7.              a) En définitive, le recours, mal fondé, doit être rejeté et la décision litigieuse confirmée.

 

              b) La procédure de recours en matière de contestations portant sur l’octroi ou le refus de prestations de l’assurance-invalidité est soumise à des frais de justice (art. 69 al. 1bis LAI). Il convient de les fixer à 600 fr. et de les mettre à la charge de la partie recourante, vu le sort de ses conclusions.

 

              Il n’y a pas lieu d’allouer de dépens à la partie recourante, qui n’obtient pas gain de cause (art. 61 let. g LPGA).

 

              c) La partie recourante est au bénéfice de l’assistance judiciaire limitée aux frais de justice. Les frais judiciaires mis à sa charge ci-avant sont donc provisoirement supportés par l’Etat. La partie recourante est toutefois rendue attentive au fait qu’elle devra en rembourser le montant dès qu’elle sera en mesure de le faire (art. 122 al. 1 et 123 CPC [code de procédure civile du 19 décembre 2008 ; RS 272], applicables par renvoi de l’art. 18 al. 5 LPA-VD).
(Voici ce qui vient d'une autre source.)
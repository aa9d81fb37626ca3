use std::cmp::Ordering;
use std::collections::HashMap;
use std::fmt::Write as _;
use std::sync::{Arc, Mutex};
use std::time::Duration;

use quiz_core::model::{
    AdviceSettings, Recommendation, RecommendationResult, ScoreRecord, SessionResult,
    StudyEstimate,
};
use tokio::time::{Instant, timeout_at};

use super::content::{focus_for, next_step_for, resources_for};
use crate::Clock;
use crate::advice::{AdviceProvider, advice_prompt};
use crate::error::{AdviceError, RecommendError};

/// Ranks weak domains and attaches study guidance.
///
/// The ranking and rule-based text are a pure function of the scores and
/// history. Advice from the optional provider is fetched afterwards under a
/// single deadline and only ever fills `Recommendation::advice`. Answers
/// are memoized per prompt for the engine's lifetime; clones share the memo.
#[derive(Clone)]
pub struct RecommendationEngine {
    clock: Clock,
    advisor: Option<Arc<dyn AdviceProvider>>,
    advice_timeout: Duration,
    advice_cache: Arc<Mutex<HashMap<String, String>>>,
    max_items: usize,
}

impl RecommendationEngine {
    pub const DEFAULT_MAX_ITEMS: usize = 5;

    #[must_use]
    pub fn new(clock: Clock) -> Self {
        Self {
            clock,
            advisor: None,
            advice_timeout: Duration::from_secs(AdviceSettings::DEFAULT_TIMEOUT_SECS),
            advice_cache: Arc::new(Mutex::new(HashMap::new())),
            max_items: Self::DEFAULT_MAX_ITEMS,
        }
    }

    #[must_use]
    pub fn with_advisor(
        mut self,
        advisor: Option<Arc<dyn AdviceProvider>>,
        timeout: Duration,
    ) -> Self {
        self.advisor = advisor;
        self.advice_timeout = timeout;
        self
    }

    /// Cap on the number of ranked items. Zero is treated as one.
    #[must_use]
    pub fn with_max_items(mut self, max_items: usize) -> Self {
        self.max_items = max_items.max(1);
        self
    }

    #[must_use]
    pub fn has_advisor(&self) -> bool {
        self.advisor.is_some()
    }

    /// Rule-based ranking only: weakest domain first, truncated.
    ///
    /// Ties on accuracy go to the domain with fewer answered questions, then
    /// to the domain name, so repeated calls always agree.
    #[must_use]
    pub fn rank(&self, records: &[ScoreRecord], history: &[SessionResult]) -> Vec<Recommendation> {
        let mut ordered: Vec<&ScoreRecord> = records.iter().collect();
        ordered.sort_by(|a, b| compare_weakest_first(a, b));

        ordered
            .into_iter()
            .take(self.max_items)
            .zip(1_u32..)
            .map(|(record, rank)| Recommendation {
                rank,
                domain: record.domain().clone(),
                accuracy_pct: record.percentage(),
                rationale: rationale(record, history),
                resources: resources_for(record.domain()),
                estimate: StudyEstimate::from_accuracy(record.accuracy()),
                advice: None,
            })
            .collect()
    }

    /// Rank `result` against earlier `history` and try to enrich with advice.
    ///
    /// Only sessions completed before `result` feed the trend lines; `result`
    /// itself and any later attempts in `history` are skipped.
    ///
    /// # Errors
    ///
    /// Returns `RecommendError` only if the ranked items are malformed.
    /// Advice failures never surface here.
    pub async fn recommend(
        &self,
        result: &SessionResult,
        history: &[SessionResult],
    ) -> Result<RecommendationResult, RecommendError> {
        let earlier: Vec<SessionResult> = history
            .iter()
            .filter(|h| {
                h.session_id() != result.session_id() && h.completed_at() < result.completed_at()
            })
            .cloned()
            .collect();
        let mut items = self.rank(result.records(), &earlier);
        self.attach_advice(&mut items, result.records()).await;

        tracing::info!(
            session_id = %result.session_id(),
            items = items.len(),
            advised = items.iter().filter(|i| i.advice.is_some()).count(),
            "recommendations generated"
        );
        Ok(RecommendationResult::new(
            result.session_id(),
            self.clock.now(),
            items,
        )?)
    }

    async fn attach_advice(&self, items: &mut [Recommendation], records: &[ScoreRecord]) {
        let Some(advisor) = &self.advisor else {
            return;
        };
        let deadline = Instant::now() + self.advice_timeout;

        for item in items.iter_mut() {
            let Some(record) = records.iter().find(|r| r.domain() == &item.domain) else {
                continue;
            };
            let prompt = advice_prompt(record, records);
            if let Some(cached) = self.cached_advice(&prompt) {
                item.advice = Some(cached);
                continue;
            }
            match timeout_at(deadline, advisor.advise(&prompt)).await {
                Ok(Ok(text)) => {
                    if let Ok(mut cache) = self.advice_cache.lock() {
                        cache.insert(prompt, text.clone());
                    }
                    item.advice = Some(text);
                }
                Ok(Err(e)) => {
                    tracing::warn!(
                        provider = advisor.name(),
                        domain = %item.domain,
                        error = %e,
                        "advice unavailable, using rule-based text"
                    );
                }
                Err(_) => {
                    let err = AdviceError::Timeout(self.advice_timeout.as_secs());
                    tracing::warn!(
                        provider = advisor.name(),
                        error = %err,
                        "advice unavailable, using rule-based text"
                    );
                    // The deadline is shared, so the remaining calls would fail too.
                    break;
                }
            }
        }
    }
}

impl RecommendationEngine {
    fn cached_advice(&self, prompt: &str) -> Option<String> {
        self.advice_cache
            .lock()
            .ok()
            .and_then(|cache| cache.get(prompt).cloned())
    }
}

/// Exact ordering on `correct / total` by cross-multiplication.
fn compare_weakest_first(a: &ScoreRecord, b: &ScoreRecord) -> Ordering {
    let lhs = u64::from(a.correct()) * u64::from(b.total());
    let rhs = u64::from(b.correct()) * u64::from(a.total());
    lhs.cmp(&rhs)
        .then_with(|| a.total().cmp(&b.total()))
        .then_with(|| a.domain().cmp(b.domain()))
}

fn rationale(record: &ScoreRecord, history: &[SessionResult]) -> String {
    let mut text = format!(
        "{}: {:.0}% correct ({} of {}). {}. {}",
        record.domain().label(),
        record.percentage(),
        record.correct(),
        record.total(),
        focus_for(record.domain()),
        next_step_for(record.accuracy()),
    );
    if let Some(previous) = previous_percentage(record, history) {
        let delta = record.percentage() - previous;
        if delta.abs() < 0.5 {
            text.push_str(" Unchanged since your last attempt.");
        } else if delta > 0.0 {
            let _ = write!(text, " Up {delta:.0} points since your last attempt.");
        } else {
            let _ = write!(text, " Down {:.0} points since your last attempt.", -delta);
        }
    }
    text
}

/// Percentage in the most recent earlier session that covered the domain.
fn previous_percentage(record: &ScoreRecord, history: &[SessionResult]) -> Option<f64> {
    history
        .iter()
        .filter_map(|h| {
            h.record_for(record.domain())
                .map(|r| (h.completed_at(), r.percentage()))
        })
        .max_by(|a, b| a.0.cmp(&b.0))
        .map(|(_, pct)| pct)
}
use std::fmt;
use std::str::FromStr;

use chrono::{DateTime, Utc};
use thiserror::Error;

use crate::model::ids::SessionId;
use crate::model::question::Domain;

#[derive(Debug, Error, Clone, PartialEq, Eq)]
#[non_exhaustive]
pub enum RecommendationError {
    #[error("recommendation rank must start at 1")]
    ZeroRank,

    #[error("unknown study estimate: {0}")]
    UnknownEstimate(String),
}

/// Rough study time needed to close a gap, banded by accuracy.
#[derive(Debug, Clone, Copy, PartialEq, Eq, Hash)]
pub enum StudyEstimate {
    ThreeToFourWeeks,
    TwoToThreeWeeks,
    OneToTwoWeeks,
    ThreeToFiveDays,
}

impl StudyEstimate {
    #[must_use]
    pub fn from_accuracy(accuracy: f64) -> Self {
        if accuracy < 0.3 {
            Self::ThreeToFourWeeks
        } else if accuracy < 0.5 {
            Self::TwoToThreeWeeks
        } else if accuracy < 0.7 {
            Self::OneToTwoWeeks
        } else {
            Self::ThreeToFiveDays
        }
    }

    #[must_use]
    pub fn as_str(self) -> &'static str {
        match self {
            Self::ThreeToFourWeeks => "3-4 weeks",
            Self::TwoToThreeWeeks => "2-3 weeks",
            Self::OneToTwoWeeks => "1-2 weeks",
            Self::ThreeToFiveDays => "3-5 days",
        }
    }
}

impl fmt::Display for StudyEstimate {
    fn fmt(&self, f: &mut fmt::Formatter<'_>) -> fmt::Result {
        f.write_str(self.as_str())
    }
}

impl FromStr for StudyEstimate {
    type Err = RecommendationError;

    fn from_str(s: &str) -> Result<Self, Self::Err> {
        match s {
            "3-4 weeks" => Ok(Self::ThreeToFourWeeks),
            "2-3 weeks" => Ok(Self::TwoToThreeWeeks),
            "1-2 weeks" => Ok(Self::OneToTwoWeeks),
            "3-5 days" => Ok(Self::ThreeToFiveDays),
            other => Err(RecommendationError::UnknownEstimate(other.to_string())),
        }
    }
}

/// One ranked study suggestion.
#[derive(Debug, Clone, PartialEq)]
pub struct Recommendation {
    pub rank: u32,
    pub domain: Domain,
    pub accuracy_pct: f64,
    pub rationale: String,
    pub resources: Vec<String>,
    pub estimate: StudyEstimate,
    /// Generated advice; `None` when the advice service was unavailable.
    pub advice: Option<String>,
}

impl Recommendation {
    /// Text to show the learner: generated advice when present, rationale otherwise.
    #[must_use]
    pub fn display_text(&self) -> &str {
        self.advice.as_deref().unwrap_or(&self.rationale)
    }
}

/// Ranked recommendations for one finalized session.
#[derive(Debug, Clone, PartialEq)]
pub struct RecommendationResult {
    session_id: SessionId,
    generated_at: DateTime<Utc>,
    items: Vec<Recommendation>,
}

impl RecommendationResult {
    /// # Errors
    ///
    /// Returns `RecommendationError::ZeroRank` if any item has rank 0.
    pub fn new(
        session_id: SessionId,
        generated_at: DateTime<Utc>,
        mut items: Vec<Recommendation>,
    ) -> Result<Self, RecommendationError> {
        if items.iter().any(|item| item.rank == 0) {
            return Err(RecommendationError::ZeroRank);
        }
        items.sort_by_key(|item| item.rank);
        Ok(Self {
            session_id,
            generated_at,
            items,
        })
    }

    #[must_use]
    pub fn session_id(&self) -> SessionId {
        self.session_id
    }

    #[must_use]
    pub fn generated_at(&self) -> DateTime<Utc> {
        self.generated_at
    }

    #[must_use]
    pub fn items(&self) -> &[Recommendation] {
        &self.items
    }

    #[must_use]
    pub fn is_empty(&self) -> bool {
        self.items.is_empty()
    }

    /// Ranked domains, strongest need first.
    #[must_use]
    pub fn ranked_domains(&self) -> Vec<&Domain> {
        self.items.iter().map(|item| &item.domain).collect()
    }
}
Il incombe au Service juridique et législatif de fixer les modalités de remboursement (art. 5 RAJ [règlement cantonal vaudois du 7 décembre 2010 sur l’assistance judiciaire en matière civile ; BLV 211.02.3]).

 

Par ces motifs,

la Cour des assurances sociales

prononce :

 

              I.              Le recours est rejeté.

 

              II.              La décision rendue le 15 janvier 2021 par l’Office de l'assurance-invalidité pour le canton de Vaud est confirmée.

 

              III.              Les frais judiciaires, arrêtés à 600 fr. (six cents francs), sont provisoirement laissés à la charge de l’Etat.

 

              IV.              Il n’est pas alloué de dépens.

 

              V.              Le bénéficiaire de l’assistance judiciaire est, dans la mesure de l’art. 123 CPC, applicable par renvoi de l’art. 18 al. 5 LPA-VD, tenu au remboursement des frais judiciaires provisoirement mis à la charge de l’Etat.

 

La présidente :               La greffière :

 

 

Du

 

              L'arrêt qui précède, dont la rédaction a été approuvée à huis clos, est notifié à :

 

‑              Procap, Service juridique (pour P.________),

‑              Office de l'assurance-invalidité pour le canton de Vaud,

-              Office fédéral des assurances sociales,

 

par l'envoi de photocopies.

 

              Le présent arrêt peut faire l'objet d'un recours en matière de droit public devant le Tribunal fédéral au sens des art. 82 ss LTF (loi du 17 juin 2005 sur le Tribunal fédéral ; RS 173.110), cas échéant d'un recours constitutionnel subsidiaire au sens des art. 113 ss LTF. Ces recours doivent être déposés devant le Tribunal fédéral (Schweizerhofquai 6, 6004 Lucerne) dans les trente jours qui suivent la présente notification (art. 100 al. 1 LTF).